## Scikit-Learn Preprocessing and Training Pipeline
##### from sklearn.feature_extraction.text import TfidfVectorizer
##### from sklearn.naive_bayes import MultinomialNB
### Using data from S3 and DWC

## Install fedml_aws library

In [1]:
pip install fedml_aws-1.0.0-py3-none-any.whl --force-reinstall

Processing ./fedml_aws-1.0.0-py3-none-any.whl
Collecting hdbcli
  Using cached hdbcli-2.10.13-cp34-abi3-manylinux1_x86_64.whl (11.7 MB)
Installing collected packages: hdbcli, fedml-aws
  Attempting uninstall: hdbcli
    Found existing installation: hdbcli 2.10.13
    Uninstalling hdbcli-2.10.13:
      Successfully uninstalled hdbcli-2.10.13
  Attempting uninstall: fedml-aws
    Found existing installation: fedml-aws 1.0.0
    Uninstalling fedml-aws-1.0.0:
      Successfully uninstalled fedml-aws-1.0.0
Successfully installed fedml-aws-1.0.0 hdbcli-2.10.13
Note: you may need to restart the kernel to use updated packages.


## Import Libraries 

In [2]:
from fedml_aws import DwcSagemaker
from fedml_aws import DbConnection
import numpy as np
import pandas as pd
import json

## Create DwcSagemaker instance to access libraries functions

In [3]:
dwcs = DwcSagemaker(prefix='scikit-learn/pipeline', 
                    bucket_name='fedml-bucket')

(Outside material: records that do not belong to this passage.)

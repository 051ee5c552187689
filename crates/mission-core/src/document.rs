//! Reading and writing mission XML documents.
//!
//! ```xml
//! <mission>
//!   <mission_step>
//!     <maneuver type="waypoint">
//!       <position>
//!         <latitude>41.7777</latitude>
//!         <longitude>3.0333</longitude>
//!         <z>5.0</z>
//!         <altitude_mode>False</altitude_mode>
//!       </position>
//!       <speed>0.5</speed>
//!       <tolerance><x>2.0</x><y>2.0</y><z>1.0</z></tolerance>
//!     </maneuver>
//!     <actions_list>
//!       <action>
//!         <action_id>/camera/enable</action_id>
//!         <parameters><param>on</param></parameters>
//!       </action>
//!     </actions_list>
//!   </mission_step>
//! </mission>
//! ```
//!
//! Loading is all or nothing: a document either becomes a complete
//! [`Mission`] or an error.

use crate::error::MissionError;
use crate::models::{Action, Maneuver, ManeuverKind, Mission, MissionStep, Position, Tolerance};
use quick_xml::events::Event;
use quick_xml::se::Serializer;
use quick_xml::{DeError, Reader};
use serde::de::Error as _;
use serde::{Deserialize, Deserializer, Serialize};
use std::path::Path;

const XML_DECLARATION: &str = "<?xml version=\"1.0\" ?>";

/// Load a mission from an XML file.
pub fn load(path: impl AsRef<Path>) -> Result<Mission, MissionError> {
    let path = path.as_ref();
    let text = std::fs::read_to_string(path)?;
    let mission = from_xml_str(&text)?;
    tracing::debug!("Loaded mission with {} steps from {}", mission.len(), path.display());
    Ok(mission)
}

/// Write a mission to an XML file, replacing any existing content.
pub fn save(mission: &Mission, path: impl AsRef<Path>) -> Result<(), MissionError> {
    let path = path.as_ref();
    std::fs::write(path, to_xml_string(mission)?)?;
    tracing::debug!("Saved mission with {} steps to {}", mission.len(), path.display());
    Ok(())
}

/// Parse a mission document.
pub fn from_xml_str(text: &str) -> Result<Mission, MissionError> {
    let mut doc: MissionDoc = quick_xml::de::from_str(text)?;
    doc.restore_action_text(raw_action_text(text)?)?;
    Mission::try_from(doc)
}

/// Render a mission document, indented, with an XML declaration.
pub fn to_xml_string(mission: &Mission) -> Result<String, MissionError> {
    let doc = MissionDoc::from(mission);
    let mut body = String::new();
    let mut serializer = Serializer::new(&mut body);
    serializer.indent(' ', 2);
    doc.serialize(serializer)?;
    Ok(format!("{XML_DECLARATION}\n{body}\n"))
}

/// Decimal text with a trailing `.0` on integral values (`2.0`, not `2`).
pub fn format_decimal(value: f64) -> String {
    if value.is_finite() && value.fract() == 0.0 && value.abs() < 1e16 {
        format!("{value:.1}")
    } else {
        format!("{value}")
    }
}

#[derive(Debug, Clone, Copy, PartialEq)]
struct Decimal(f64);

impl Serialize for Decimal {
    fn serialize<S: serde::Serializer>(&self, serializer: S) -> Result<S::Ok, S::Error> {
        serializer.serialize_str(&format_decimal(self.0))
    }
}

impl<'de> Deserialize<'de> for Decimal {
    fn deserialize<D: Deserializer<'de>>(deserializer: D) -> Result<Self, D::Error> {
        let text = String::deserialize(deserializer)?;
        text.trim()
            .parse::<f64>()
            .map(Decimal)
            .map_err(|_| D::Error::custom(format!("invalid decimal value '{text}'")))
    }
}

/// `True` / `False` as written by the ground station.
mod title_case_bool {
    use serde::de::Error as _;
    use serde::{Deserialize, Deserializer, Serializer};

    pub fn serialize<S: Serializer>(value: &bool, serializer: S) -> Result<S::Ok, S::Error> {
        serializer.serialize_str(if *value { "True" } else { "False" })
    }

    pub fn deserialize<'de, D: Deserializer<'de>>(deserializer: D) -> Result<bool, D::Error> {
        let text = String::deserialize(deserializer)?;
        match text.trim() {
            "True" | "true" | "1" => Ok(true),
            "False" | "false" | "0" => Ok(false),
            other => Err(D::Error::custom(format!("invalid boolean value '{other}'"))),
        }
    }
}

#[derive(Debug, Serialize, Deserialize)]
#[serde(rename = "mission")]
struct MissionDoc {
    #[serde(rename = "mission_step", default)]
    steps: Vec<StepDoc>,
}

#[derive(Debug, Serialize, Deserialize)]
struct StepDoc {
    maneuver: ManeuverDoc,
    #[serde(default, skip_serializing_if = "Option::is_none")]
    actions_list: Option<ActionsDoc>,
}

// Field order is the element order on disk for every maneuver type.
#[derive(Debug, Serialize, Deserialize)]
struct ManeuverDoc {
    #[serde(rename = "@type")]
    kind: String,
    #[serde(default, skip_serializing_if = "Option::is_none")]
    initial_position: Option<PositionDoc>,
    #[serde(default, skip_serializing_if = "Option::is_none")]
    final_position: Option<PositionDoc>,
    #[serde(default, skip_serializing_if = "Option::is_none")]
    position: Option<PositionDoc>,
    speed: Decimal,
    #[serde(default, skip_serializing_if = "Option::is_none")]
    time: Option<Decimal>,
    tolerance: ToleranceDoc,
}

#[derive(Debug, Serialize, Deserialize)]
struct PositionDoc {
    latitude: Decimal,
    longitude: Decimal,
    z: Decimal,
    #[serde(with = "title_case_bool")]
    altitude_mode: bool,
}

#[derive(Debug, Serialize, Deserialize)]
struct ToleranceDoc {
    x: Decimal,
    y: Decimal,
    z: Decimal,
}

#[derive(Debug, Default, Serialize, Deserialize)]
struct ActionsDoc {
    #[serde(rename = "action", default)]
    actions: Vec<ActionDoc>,
}

#[derive(Debug, Serialize, Deserialize)]
struct ActionDoc {
    action_id: String,
    #[serde(default)]
    parameters: ParametersDoc,
}

#[derive(Debug, Default, Serialize, Deserialize)]
struct ParametersDoc {
    #[serde(rename = "param", default)]
    values: Vec<String>,
}

/// Untrimmed text of the `action_id` and `param` elements inside actions, in
/// document order.
#[derive(Debug, Default)]
struct RawActionText {
    action_ids: Vec<String>,
    params: Vec<String>,
}

#[derive(Debug, Clone, Copy, PartialEq)]
enum ActionField {
    ActionId,
    Param,
}

impl ActionField {
    fn from_name(name: &[u8]) -> Option<Self> {
        match name {
            b"action_id" => Some(ActionField::ActionId),
            b"param" => Some(ActionField::Param),
            _ => None,
        }
    }
}

impl RawActionText {
    fn push(&mut self, field: ActionField, value: String) {
        match field {
            ActionField::ActionId => self.action_ids.push(value),
            ActionField::Param => self.params.push(value),
        }
    }
}

// The serde reader trims element text. Action ids and parameters are opaque,
// so they are read again here with whitespace kept.
fn raw_action_text(text: &str) -> Result<RawActionText, MissionError> {
    let mut reader = Reader::from_str(text);
    let mut raw = RawActionText::default();
    let mut in_action = false;
    let mut current: Option<(ActionField, String)> = None;

    loop {
        match reader.read_event().map_err(DeError::from)? {
            Event::Start(e) if e.name().as_ref() == b"action" => in_action = true,
            Event::Start(e) if in_action => {
                current = ActionField::from_name(e.name().as_ref()).map(|f| (f, String::new()));
            }
            Event::Empty(e) if in_action => {
                if let Some(field) = ActionField::from_name(e.name().as_ref()) {
                    raw.push(field, String::new());
                }
            }
            Event::Text(e) => {
                if let Some((_, value)) = current.as_mut() {
                    value.push_str(&e.unescape().map_err(DeError::from)?);
                }
            }
            Event::CData(e) => {
                if let Some((_, value)) = current.as_mut() {
                    value.push_str(&String::from_utf8_lossy(&e));
                }
            }
            Event::End(e) => {
                if e.name().as_ref() == b"action" {
                    in_action = false;
                }
                if let Some((field, value)) = current.take() {
                    raw.push(field, value);
                }
            }
            Event::Eof => break,
            _ => {}
        }
    }
    Ok(raw)
}

impl MissionDoc {
    fn restore_action_text(&mut self, raw: RawActionText) -> Result<(), MissionError> {
        let actions = self
            .steps
            .iter_mut()
            .filter_map(|step| step.actions_list.as_mut())
            .flat_map(|list| list.actions.iter_mut());
        let mut action_ids = raw.action_ids.into_iter();
        let mut params = raw.params.into_iter();
        for action in actions {
            action.action_id = action_ids.next().ok_or_else(action_text_mismatch)?;
            for value in action.parameters.values.iter_mut() {
                *value = params.next().ok_or_else(action_text_mismatch)?;
            }
        }
        if action_ids.next().is_some() || params.next().is_some() {
            return Err(action_text_mismatch());
        }
        Ok(())
    }
}

fn action_text_mismatch() -> MissionError {
    MissionError::InvalidDocument("action elements do not match the mission structure".into())
}

impl From<&Position> for PositionDoc {
    fn from(position: &Position) -> Self {
        Self {
            latitude: Decimal(position.latitude),
            longitude: Decimal(position.longitude),
            z: Decimal(position.z),
            altitude_mode: position.altitude_mode,
        }
    }
}

impl From<PositionDoc> for Position {
    fn from(doc: PositionDoc) -> Self {
        Position::new(doc.latitude.0, doc.longitude.0, doc.z.0, doc.altitude_mode)
    }
}

impl From<&Tolerance> for ToleranceDoc {
    fn from(tolerance: &Tolerance) -> Self {
        Self {
            x: Decimal(tolerance.x),
            y: Decimal(tolerance.y),
            z: Decimal(tolerance.z),
        }
    }
}

impl From<ToleranceDoc> for Tolerance {
    fn from(doc: ToleranceDoc) -> Self {
        Tolerance::new(doc.x.0, doc.y.0, doc.z.0)
    }
}

impl From<&Maneuver> for ManeuverDoc {
    fn from(maneuver: &Maneuver) -> Self {
        let mut doc = ManeuverDoc {
            kind: maneuver.kind().as_str().to_string(),
            initial_position: None,
            final_position: None,
            position: None,
            speed: Decimal(maneuver.speed()),
            time: None,
            tolerance: maneuver.tolerance().into(),
        };
        match maneuver {
            Maneuver::Waypoint(wp) => doc.position = Some((&wp.position).into()),
            Maneuver::Section(section) => {
                doc.initial_position = Some((&section.initial_position).into());
                doc.final_position = Some((&section.final_position).into());
            }
            Maneuver::Park(park) => {
                doc.position = Some((&park.position).into());
                doc.time = Some(Decimal(park.time));
            }
        }
        doc
    }
}

impl From<&Mission> for MissionDoc {
    fn from(mission: &Mission) -> Self {
        let steps = mission
            .steps()
            .iter()
            .map(|step| StepDoc {
                maneuver: (&step.maneuver).into(),
                actions_list: (!step.actions.is_empty()).then(|| ActionsDoc {
                    actions: step
                        .actions
                        .iter()
                        .map(|action| ActionDoc {
                            action_id: action.action_id.clone(),
                            parameters: ParametersDoc {
                                values: action.parameters.clone(),
                            },
                        })
                        .collect(),
                }),
            })
            .collect();
        MissionDoc { steps }
    }
}

fn require<T>(
    field: Option<T>,
    name: &str,
    kind: ManeuverKind,
    step: usize,
) -> Result<T, MissionError> {
    field.ok_or_else(|| {
        MissionError::InvalidDocument(format!("{kind} maneuver at step {step} has no {name}"))
    })
}

fn maneuver_from_doc(doc: ManeuverDoc, step: usize) -> Result<Maneuver, MissionError> {
    let kind: ManeuverKind = doc.kind.parse()?;
    let speed = doc.speed.0;
    let tolerance = Tolerance::from(doc.tolerance);
    let maneuver = match kind {
        ManeuverKind::Waypoint => Maneuver::waypoint(
            require(doc.position, "position", kind, step)?.into(),
            speed,
            tolerance,
        ),
        ManeuverKind::Section => Maneuver::section(
            require(doc.initial_position, "initial_position", kind, step)?.into(),
            require(doc.final_position, "final_position", kind, step)?.into(),
            speed,
            tolerance,
        ),
        ManeuverKind::Park => Maneuver::park(
            require(doc.position, "position", kind, step)?.into(),
            speed,
            require(doc.time, "time", kind, step)?.0,
            tolerance,
        ),
    };
    Ok(maneuver)
}

impl TryFrom<MissionDoc> for Mission {
    type Error = MissionError;

    fn try_from(doc: MissionDoc) -> Result<Self, Self::Error> {
        let mut steps = Vec::with_capacity(doc.steps.len());
        for (index, step) in doc.steps.into_iter().enumerate() {
            let maneuver = maneuver_from_doc(step.maneuver, index)?;
            let actions = step
                .actions_list
                .unwrap_or_default()
                .actions
                .into_iter()
                .map(|action| Action {
                    action_id: action.action_id,
                    parameters: action.parameters.values,
                })
                .collect();
            steps.push(MissionStep { maneuver, actions });
        }
        Mission::from_steps(steps)
    }
}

## Create DbConnection instance to get data from DWC

Before running the following cell, you should have a config.json file in the same directory as this notebook with the specified values to allow you to access to DWC.

You should also have the follow view `IMDB_TEST_VIEW` created in your DWC. To gather this data, please refer to https://www.kaggle.com/mantri7/imdb-movie-reviews-dataset?select=train_data+%281%29.csv and download the test dataset.

In [4]:
db = DbConnection()
res, column_headers = db.get_data_with_headers(table_name='IMDB_TEST_VIEW', size=1)
dwc_data = pd.DataFrame(res, columns=['0', '1'])

## Now accessing data residing in S3

Before running the below cell, please download the train dataset from the link below and upload it to your s3 bucket.
https://www.kaggle.com/mantri7/imdb-movie-reviews-dataset?select=train_data+%281%29.csv

In [5]:
import boto3
downloaded_data_bucket = f"fedml-bucket"

s3 = boto3.client("s3")
s3.download_file(downloaded_data_bucket, "imdb_train.csv", "imdb_train.csv")

In [6]:
df = pd.read_csv('imdb_train.csv')
df

Unnamed: 0,0,1
0,"This film is absolutely awful, but nevertheles...",0
1,Well since seeing part's 1 through 3 I can hon...,0
2,I got to see this film at a preview and was da...,1
3,This adaptation positively butchers a classic ...,0
4,Råzone is an awful movie! It is so simple. It ...,0
...,...,...
24995,With this movie being the only Dirty Harry mov...,1
24996,Any screen adaptation of a John Grisham story ...,1
24997,This film captured my heart from the very begi...,1
24998,A deplorable social condition triggers off the...,1


## Combining the data from S3 and DWC to use for training.

In [7]:
data = pd.concat([df, dwc_data], axis=0)
data.shape

(50000, 2)

In [8]:
data.head()

Unnamed: 0,0,1
0,"This film is absolutely awful, but nevertheles...",0
1,Well since seeing part's 1 through 3 I can hon...,0
2,I got to see this film at a preview and was da...,1
3,This adaptation positively butchers a classic ...,0
4,Råzone is an awful movie! It is so simple. It ...,0


## Train SciKit Model¶
`train_data` is the data you want to train your model with. 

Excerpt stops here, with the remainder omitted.